However, there are still some limitations to the interpretive nature of SHAP in complex and severe clinical situations. First, the SHAP value mainly reflects the contribution of local changes in the model to the predicted results, and there are often complex interactions between multiple variables in clinical data, and it may be difficult for a single SHAP analysis to fully capture these effects. In addition, SHAP provides model-based interpretations that may not encompass the full range of contextual information needed for clinical decision-making. If model-based explanations are overly relied upon, physicians may overlook individual patient differences, clinical experience, and other qualitative factors that can be misleading in specific cases. Furthermore, problems of missing, noise, or bias in the data may also affect the accuracy of the results of SHAP analysis.

Therefore, in complex clinical scenarios, it is recommended that clinicians combine the SHAP analysis results with their own professional knowledge and clinical experience so as to make up for the model’s deficiencies in capturing variable interaction effects and avoid misjudgments caused by relying solely on the model interpretation. At the same time, presenting SHAP results through intuitive visualization tools allows decision-makers to better integrate model interpretation with actual clinical situations. During the data acquisition and pre-processing phases, it is also critical to regularly review the data quality to ensure that the data fed into the model is reliable. Combining the above strategies, the clinical team can more effectively leverage the advantages of the SHAP method and achieve more accurate and scientific clinical decision support.

To promote the practical application of the model in the ICU, its integration with clinical workflow needs to be considered. Although the model in this study has good performance and interpretability, it still faces challenges in clinical deployment, such as data availability, computational resource requirements, physician acceptance, and model interpretability. For example, this study used a publicly available database, whereas the electronic medical record systems of different hospitals may have differences in data structure and recording methods, requiring localized adaptation. In addition, clinicians’ trust in the model’s prediction results relies on whether the model has a clear explanation mechanism, such as the SHAP method used in this study. In the future, the model can be integrated into the electronic medical record system to realize automated risk assessment and real-time warning based on patient information, assisting clinicians to make more scientific decisions in high-risk situations, thus enhancing its clinical utility.

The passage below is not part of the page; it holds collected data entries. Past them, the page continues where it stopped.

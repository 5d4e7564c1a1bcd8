//! Aggregate statistics over building records
//!
//! Classification by floor count, category tallies and the minimum
//! residential area per resident. Every function here is pure and operates
//! on records already validated by the reader.

pub mod classifier;
pub mod min_area;
pub mod tally;

#[cfg(test)]
pub mod tests;

pub use classifier::{classify, classify_all};
pub use min_area::{AreaPerResident, find_min_area, find_min_area_address};
pub use tally::{Tally, tally};

use crate::error::Result;
use crate::models::{BuildingRecord, Category};

/// Everything derived from one set of building records
#[derive(Debug, Clone)]
pub struct HousingSummary<'a> {
    /// Category of each record, in input order
    pub categories: Vec<Category>,
    pub category_counts: Tally<Category>,
    pub min_area: Option<AreaPerResident<'a>>,
}

impl<'a> HousingSummary<'a> {
    /// Run every statistic over `records`
    pub fn compute(records: &'a [BuildingRecord]) -> Result<Self> {
        let categories = classify_all(records)?;
        let category_counts = tally(categories.iter().copied());
        let min_area = find_min_area(records);

        Ok(Self {
            categories,
            category_counts,
            min_area,
        })
    }

    pub fn building_count(&self) -> usize {
        self.categories.len()
    }
}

Future research could expand this study in several ways. First, more clinical variables, such as medication records and dynamic vital signs, can be introduced to improve the predictive ability and individualization of the model, and attempts can be made to incorporate deep learning methods, such as the attention mechanism, to further enhance the performance and interpretability of the model. Second, given the evolving nature of ICU treatment practices, it is important to explore the model’s adaptability to new ventilation strategies and therapeutic protocols. In addition, this study constructed the model based on two U.S. public databases and has not been validated in external datasets, which is acceptable in initial studies but should still be stated as an important limitation. Future studies could be externally validated on multicenter, cross-regional data to assess the generalizability and clinical portability of the model.

5 Conclusion

We developed a model to predict the mortality risk of critically ill ARDS patients in the ICU and validated its performance. To enhance the interpretability of the model, we employed SHAP techniques, which help users identify the key factors that have the greatest impact on ARDS mortality risk. This machine learning model effectively identifies high-risk ARDS patients at an early stage, thereby supporting clinical decision-making, promoting early intervention, and improving patient prognosis.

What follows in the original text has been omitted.